Sie waren angekommen. Als McCrae und ihre Leute sich erhoben, wandte Rosso sich noch einmal der Einsatzleiterin zu. »Folgen Sie mir einfach. Ich führe Sie zum Endlager No. IV, wo Sie hoffentlich finden, was Sie sich erhoffen, damit ich so bald wie möglich wieder meiner Arbeit nachgehen kann. Würden Sie mich noch einmal genauer über den Gegenstand Ihrer Mission ins Bild setzen?«
Während die anderen sich nun vor der Kabine sammelten, versuchte McCrae ihm, während sie ausstiegen, einen knappen Überblick über ihre Mission zu verschaffen.

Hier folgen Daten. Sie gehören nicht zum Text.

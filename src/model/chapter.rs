use crate::{Relationship, RelationshipType};
use getset::Getters;
use serde::Deserialize;

/// A chapter as returned by `/chapter` and `/manga/{id}/feed`.
#[derive(Debug, Clone, Deserialize, Getters)]
#[getset(get = "pub")]
pub struct Chapter {
    id: String,
    #[serde(rename = "type")]
    kind: RelationshipType,
    attributes: ChapterAttributes,
    #[serde(default)]
    relationships: Vec<Relationship>,
}

#[derive(Debug, Clone, Deserialize, Getters)]
#[serde(rename_all = "camelCase")]
#[getset(get = "pub")]
pub struct ChapterAttributes {
    title: Option<String>,
    volume: Option<String>,
    chapter: Option<String>,
    #[serde(default)]
    pages: u32,
    translated_language: String,
    uploader: Option<String>,
    external_url: Option<String>,
    #[serde(default)]
    version: u32,
    created_at: String,
    updated_at: String,
    publish_at: String,
    readable_at: String,
}

impl Chapter {
    pub fn title(&self) -> &str {
        self.attributes.title.as_deref().unwrap_or_default()
    }

    /// Chapter number as shown on the site, `"-"` for oneshots.
    pub fn number_label(&self) -> &str {
        self.attributes.chapter.as_deref().unwrap_or("-")
    }

    pub fn scanlation_groups(&self) -> impl Iterator<Item = &Relationship> {
        self.relationships
            .iter()
            .filter(|r| r.kind() == &RelationshipType::ScanlationGroup)
    }
}
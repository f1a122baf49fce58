use crate::aggregate::{self, Volume};
use crate::{DexError, Result};
use getset::Getters;
use serde::de::DeserializeOwned;
use serde::Deserialize;
use serde_json::value::RawValue;
use std::collections::HashMap;

/// Decodes `bytes` as `T`, keeping the body around for diagnostics on failure.
pub fn decode<T: DeserializeOwned>(bytes: &[u8]) -> Result<T> {
    serde_json::from_slice(bytes).map_err(|source| DexError::DecodeError {
        source,
        raw: String::from_utf8_lossy(bytes).into_owned(),
    })
}

#[derive(Debug, Clone, Copy, PartialEq, Eq, Deserialize)]
#[serde(rename_all = "lowercase")]
pub enum ResultStatus {
    Ok,
    Error,
    #[serde(other)]
    Unknown,
}

/// Details of a single API error.
#[derive(Debug, Clone, Deserialize, Getters)]
#[getset(get = "pub")]
pub struct ApiError {
    #[serde(default)]
    id: String,
    #[serde(default)]
    status: u16,
    #[serde(default)]
    title: String,
    detail: Option<String>,
}

/// Body of an errored request.
#[derive(Debug, Clone, Deserialize, Getters)]
#[getset(get = "pub")]
pub struct ErrorResponse {
    result: ResultStatus,
    #[serde(default)]
    errors: Vec<ApiError>,
}

pub(crate) fn join_errors(errors: &[ApiError]) -> String {
    errors
        .iter()
        .map(|e| format!("{}: {}", e.title, e.detail.as_deref().unwrap_or_default()))
        .collect::<Vec<_>>()
        .join("\n")
}

impl ErrorResponse {
    /// One `title: detail` line per error.
    pub fn messages(&self) -> String {
        join_errors(&self.errors)
    }
}

/// The common `{result, data, limit, offset, total}` response.
///
/// `data` is kept undecoded; use [`Envelope::entity`] or [`Envelope::page`]
/// depending on whether the endpoint returns one entity or a list.
#[derive(Debug, Deserialize, Getters)]
#[getset(get = "pub")]
pub struct Envelope {
    result: ResultStatus,
    response: Option<String>,
    data: Option<Box<RawValue>>,
    limit: Option<u32>,
    offset: Option<u32>,
    total: Option<u32>,
    #[serde(default)]
    errors: Vec<ApiError>,
}

/// One page of a list endpoint.
#[derive(Debug, Clone, Getters)]
#[getset(get = "pub")]
pub struct Page<T> {
    data: Vec<T>,
    limit: u32,
    offset: u32,
    total: u32,
}

impl<T> Page<T> {
    pub fn into_data(self) -> Vec<T> {
        self.data
    }

    /// Whether more items exist past this page.
    pub fn has_more(&self) -> bool {
        self.offset as usize + self.data.len() < self.total as usize
    }
}

impl<T> IntoIterator for Page<T> {
    type Item = T;
    type IntoIter = std::vec::IntoIter<T>;

    fn into_iter(self) -> Self::IntoIter {
        self.data.into_iter()
    }
}

impl Envelope {
    fn check(&self) -> Result<&RawValue> {
        if self.result == ResultStatus::Error {
            return Err(DexError::ApiError(join_errors(&self.errors)));
        }
        self.data.as_deref().ok_or(DexError::MissingData)
    }

    /// Decodes `data` as a single entity.
    pub fn entity<T: DeserializeOwned>(&self) -> Result<T> {
        decode(self.check()?.get().as_bytes())
    }

    /// Decodes `data` as a list, together with the paging fields.
    pub fn page<T: DeserializeOwned>(&self) -> Result<Page<T>> {
        let data: Vec<T> = decode(self.check()?.get().as_bytes())?;
        let len = data.len() as u32;
        Ok(Page {
            limit: self.limit.unwrap_or(len),
            offset: self.offset.unwrap_or(0),
            total: self.total.unwrap_or(len),
            data,
        })
    }
}

/// Response of `/manga/{id}/aggregate`, which does not use the common envelope.
#[derive(Debug, Clone, Deserialize, Getters)]
#[getset(get = "pub")]
pub struct AggregateResponse {
    result: ResultStatus,
    #[serde(default, deserialize_with = "aggregate::volumes")]
    volumes: HashMap<String, Volume>,
    #[serde(default)]
    errors: Vec<ApiError>,
}

impl AggregateResponse {
    pub fn into_volumes(self) -> Result<HashMap<String, Volume>> {
        if self.result == ResultStatus::Error {
            return Err(DexError::ApiError(join_errors(&self.errors)));
        }
        Ok(self.volumes)
    }
}
use std::path::PathBuf;

use clap::{ArgAction, Parser};
use dexclient::{ChapterDownloadRequest, ChapterDownloader, ClientConfigBuilder, DexClient};
use tower::{Service, ServiceExt};

#[derive(Debug, Parser)]
#[command(
    name = "dexc",
    version,
    author,
    about = "CLI tool to download chapter from mangadex"
)]
struct Arguments {
    #[arg(help = "Chapter id or url")]
    chapter: String,
    #[arg(short, long, default_value = ".", help = "destination folder")]
    path: PathBuf,
    #[arg(
        short = 'r',
        long = "raw",
        action=ArgAction::SetFalse,
        default_value_t = true,
        help = "download uncompressed images"
    )]
    data_saver: bool,
    #[arg(long, default_value = dexclient::BASE_API, help = "api base url")]
    api_url: String,
}

#[tokio::main]
async fn main() -> anyhow::Result<()> {
    tracing_subscriber::fmt::init();

    let args = Arguments::parse();
    let req = if args.chapter.contains("mangadex.org") {
        ChapterDownloadRequest::from_url(&args.chapter)?
    } else {
        ChapterDownloadRequest::new(&args.chapter)
    };
    let req = req.path(&args.path).data_saver(args.data_saver);

    let client = DexClient::with_config(
        ClientConfigBuilder::default()
            .base_url(args.api_url)
            .build()?,
    )?;
    let mut download_service = ChapterDownloader::new(client);
    download_service.ready().await?.call(req).await?;
    Ok(())
}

»Es geht um die Rettungskapsel eines Tech-Söldners, die unseren Informationen zufolge in dem bezeichneten Endlager niedergegangen ist. Der Mann war mit dem Test einer Antriebsvorrichtung betraut, mit deren Wiederbeschaffung der 2OT mich und mein Team beauftragt hat.«
Schmunzelnd verließ Rosso die Andockstelle. »Ein Absturz im Einzugsgebiet der Stadt. Na, da wird Coppola Control sich gewiss geärgert haben …« Er lächelte McCrae über die Schulter hinweg an. »Wie der Name schon sagt, haben die normalerweise gern alles unter Kontrolle hier unten.« Die seltsam unbeholfene Art seines Lächelns entging ihr nicht. Aber Rosso hatte in seinem Leben eben noch nicht viel Gelegenheit gehabt, Menschen von außerhalb anzulächeln. Er hatte jedoch genügend Daten ausgewertet, um zu wissen, dass man derlei tat, wenn man bestrebt war, unter Menschen generelle Offenheit zu suggerieren.

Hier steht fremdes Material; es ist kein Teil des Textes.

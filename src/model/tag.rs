use crate::{LocalizedText, Relationship, RelationshipType};
use getset::Getters;
use serde::Deserialize;

#[derive(Debug, Clone, Deserialize, Getters)]
#[getset(get = "pub")]
pub struct Tag {
    id: String,
    #[serde(rename = "type")]
    kind: RelationshipType,
    attributes: TagAttributes,
    #[serde(default)]
    relationships: Vec<Relationship>,
}

#[derive(Debug, Clone, Deserialize, Getters)]
#[getset(get = "pub")]
pub struct TagAttributes {
    name: LocalizedText,
    #[serde(default)]
    description: LocalizedText,
    /// One of `content`, `format`, `genre` or `theme`.
    group: String,
    #[serde(default)]
    version: u32,
}

impl Tag {
    pub fn name(&self, code: &str, fallback: bool) -> &str {
        self.attributes.name.get(code, fallback)
    }
}
use getset::Getters;
use serde::de::{Error as _, IgnoredAny};
use serde::{Deserialize, Deserializer};
use serde_json::value::RawValue;
use std::collections::HashMap;

/// One volume of `/manga/{id}/aggregate`.
#[derive(Debug, Clone, Deserialize, Getters, PartialEq)]
#[getset(get = "pub")]
pub struct Volume {
    /// Volume label, `"none"` for chapters without a volume.
    volume: String,
    count: usize,
    #[serde(deserialize_with = "chapters")]
    chapters: HashMap<String, VolumeChapter>,
}

/// Chapter entry of an aggregate volume. This is not the full [`crate::Chapter`].
#[derive(Debug, Clone, Deserialize, Getters, PartialEq, Eq)]
#[getset(get = "pub")]
pub struct VolumeChapter {
    chapter: String,
    id: String,
    count: usize,
    #[serde(default)]
    others: Vec<String>,
}

fn parse_label(label: &str) -> Option<f32> {
    label.parse::<f32>().ok()
}

impl Volume {
    pub fn number(&self) -> Option<f32> {
        parse_label(&self.volume)
    }
}

impl VolumeChapter {
    pub fn number(&self) -> Option<f32> {
        parse_label(&self.chapter)
    }
}

/// Decodes the `volumes` field: a map keyed by volume label, or `[]` when the
/// manga has no volumes. A non-empty list is rejected.
pub(crate) fn volumes<'de, D>(deserializer: D) -> Result<HashMap<String, Volume>, D::Error>
where
    D: Deserializer<'de>,
{
    let raw = Box::<RawValue>::deserialize(deserializer)?;
    let map_err = match serde_json::from_str::<HashMap<String, Volume>>(raw.get()) {
        Ok(volumes) => return Ok(volumes),
        Err(e) => e,
    };
    match serde_json::from_str::<Vec<IgnoredAny>>(raw.get()) {
        Ok(list) if list.is_empty() => Ok(HashMap::new()),
        Ok(list) => Err(D::Error::invalid_length(
            list.len(),
            &"a map of volumes or an empty list",
        )),
        Err(_) => Err(D::Error::custom(format!(
            "error decoding volumes: {map_err}, {}",
            raw.get()
        ))),
    }
}

/// Decodes the `chapters` field of a volume: a map keyed by chapter number,
/// or a list holding exactly one chapter, which is keyed by its own number.
pub(crate) fn chapters<'de, D>(deserializer: D) -> Result<HashMap<String, VolumeChapter>, D::Error>
where
    D: Deserializer<'de>,
{
    let raw = Box::<RawValue>::deserialize(deserializer)?;
    let map_err = match serde_json::from_str::<HashMap<String, VolumeChapter>>(raw.get()) {
        Ok(chapters) => return Ok(chapters),
        Err(e) => e,
    };
    match serde_json::from_str::<Vec<VolumeChapter>>(raw.get()) {
        Ok(mut list) if list.len() == 1 => {
            let chapter = list.remove(0);
            Ok(HashMap::from([(chapter.chapter.clone(), chapter)]))
        }
        Ok(list) => Err(D::Error::invalid_length(
            list.len(),
            &"a map of chapters or a list of exactly one chapter",
        )),
        Err(_) => Err(D::Error::custom(format!(
            "error decoding chapters: {map_err}, {}",
            raw.get()
        ))),
    }
}

pub trait GetChapters<'a> {
    /// All chapters of the volumes, ordered by chapter number. Chapters
    /// without a number come first.
    fn get_chapters(&self) -> Vec<&'a VolumeChapter>;
}

impl<'a, T> GetChapters<'a> for T
where
    T: IntoIterator<Item = &'a Volume> + Clone,
{
    fn get_chapters(&self) -> Vec<&'a VolumeChapter> {
        let mut chapters: Vec<&VolumeChapter> = self
            .clone()
            .into_iter()
            .flat_map(|v| v.chapters().values())
            .collect();
        chapters.sort_by(|x, y| match (x.number(), y.number()) {
            (None, None) => std::cmp::Ordering::Equal,
            (None, Some(_)) => std::cmp::Ordering::Less,
            (Some(_), None) => std::cmp::Ordering::Greater,
            (Some(c1), Some(c2)) => c1.total_cmp(&c2),
        });
        chapters
    }
}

McCrae jedenfalls amüsierte die Unbeholfenheit des jungen Mannes. »Aber das ist doch nicht verwunderlich. Sie haben schließlich alles an diesem Ort geschaffen und bezahlt, da ist vollkommen klar, dass sie ihn auch unter Kontrolle haben wollen«, meinte sie.

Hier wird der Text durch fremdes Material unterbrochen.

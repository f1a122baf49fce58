//! Minimal HTTP/1.1 responder for offline transport tests.

use std::sync::Arc;
use tokio::io::{AsyncReadExt, AsyncWriteExt};
use tokio::net::TcpListener;

pub(crate) struct Reply {
    pub status: &'static str,
    pub content_type: &'static str,
    pub body: Vec<u8>,
}

impl Reply {
    pub fn new(status: &'static str, content_type: &'static str, body: impl Into<Vec<u8>>) -> Self {
        Self {
            status,
            content_type,
            body: body.into(),
        }
    }
}

/// Binds a local port, returning the listener and its `http://` base url.
pub(crate) async fn bind() -> (TcpListener, String) {
    let listener = TcpListener::bind("127.0.0.1:0").await.unwrap();
    let url = format!("http://{}", listener.local_addr().unwrap());
    (listener, url)
}

/// An address nothing listens on.
pub(crate) async fn closed_url() -> String {
    let (listener, url) = bind().await;
    drop(listener);
    url
}

/// Answers every request with `handler(path)` until the test ends.
pub(crate) fn serve<F>(listener: TcpListener, handler: F)
where
    F: Fn(&str) -> Reply + Send + Sync + 'static,
{
    let handler = Arc::new(handler);
    tokio::spawn(async move {
        while let Ok((mut socket, _)) = listener.accept().await {
            let handler = handler.clone();
            tokio::spawn(async move {
                let mut request = Vec::new();
                let mut chunk = [0u8; 1024];
                while !request.windows(4).any(|w| w == b"\r\n\r\n") {
                    match socket.read(&mut chunk).await {
                        Ok(0) | Err(_) => return,
                        Ok(n) => request.extend_from_slice(&chunk[..n]),
                    }
                }
                let request = String::from_utf8_lossy(&request);
                let path = request.split_whitespace().nth(1).unwrap_or("/");
                let reply = handler(path);
                let head = format!(
                    "HTTP/1.1 {}\r\nContent-Type: {}\r\nContent-Length: {}\r\nConnection: close\r\n\r\n",
                    reply.status,
                    reply.content_type,
                    reply.body.len()
                );
                let _ = socket.write_all(head.as_bytes()).await;
                let _ = socket.write_all(&reply.body).await;
                let _ = socket.shutdown().await;
            });
        }
    });
}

»Das haben sie aber nicht. Haben sie nie gehabt …«, entgegnete er geheimnisvoll.
»Was meinen Sie damit?« McCrae stutzte, und Rosso, offensichtlich froh darüber, sein Wissen mit einem Außenstehenden teilen zu können, flüsterte mit leuchtenden Augen: »Wissen Sie, etwas stimmt nicht mit dieser Stadt. Schon seit sie erbaut wurde. Die Grundrisse sind nicht korrekt. Es gibt fehlende Räume, von innen versiegelte Kammern. Die Maße weichen an verschiedenen Stellen von den Aufzeichnungen ab. Und manchmal hört man sogar … Geräusche hinter dem Stahl …«
Während sie noch weiter seine Worte hörte, ahnte Officer McCrae, dass es nicht gut sein konnte, so viele Jahre nur an der Seite von Robotern zu verbringen. Der Mann stand augenscheinlich im Begriff, verrückt zu werden.
»Haben Sie diese Information schon einmal Ihrer Prior Command Unit zukommen lassen?«, fragte sie zögerlich.
»O nein …« Rosso schüttelte energisch den Kopf, während er ihnen weiter voranging. »Von Kempt hat seine eigenen Geheimnisse. Der hat hier oben im Lauf der Jahre verschlüsselte Kanäle eingerichtet, kommuniziert über geschützte Leitungen und lässt immer mal wieder Daten verschwinden.«
McCrae blickte den Roboterprofiler entgeistert an. Der jedoch fuhr unbekümmert fort.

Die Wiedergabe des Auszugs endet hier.